- Work item
Include in the output the line containing "use crate::AppState;" and each subsequent line of the records, through the end, transcribed exactly. Add nothing else.

- Material provided
-----
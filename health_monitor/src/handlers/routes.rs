//! Route table

use super::health::{handle_health, handle_list_resources, handle_liveness, handle_register};
use crate::AppState;
use axum::{
    extract::State,
    response::IntoResponse,
    routing::get,
    Json, Router,
};
use tracing::info;

pub fn create_routes() -> Router<AppState> {
    Router::new()
        .route("/", get(handle_root))
        .route("/health", get(handle_health))
        .route("/live", get(handle_liveness))
        .route("/resources", get(handle_list_resources).post(handle_register))
}

async fn handle_root(State(state): State<AppState>) -> impl IntoResponse {
    info!("GET /");

    Json(serde_json::json!({
        "name": state.app_name,
        "version": state.version,
        "timeout_ms": state.monitor.timeout().as_millis() as u64,
        "endpoints": {
            "health": "GET /health",
            "live": "GET /live",
            "resources": {
                "list": "GET /resources",
                "register": "POST /resources"
            }
        }
    }))
}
-----
- Answer section
use crate::AppState;
use axum::{
    extract::State,
    response::IntoResponse,
    routing::get,
    Json, Router,
};
use tracing::info;

pub fn create_routes() -> Router<AppState> {
    Router::new()
        .route("/", get(handle_root))
        .route("/health", get(handle_health))
        .route("/live", get(handle_liveness))
        .route("/resources", get(handle_list_resources).post(handle_register))
}

async fn handle_root(State(state): State<AppState>) -> impl IntoResponse {
    info!("GET /");

    Json(serde_json::json!({
        "name": state.app_name,
        "version": state.version,
        "timeout_ms": state.monitor.timeout().as_millis() as u64,
        "endpoints": {
            "health": "GET /health",
            "live": "GET /live",
            "resources": {
                "list": "GET /resources",
                "register": "POST /resources"
            }
        }
    }))
}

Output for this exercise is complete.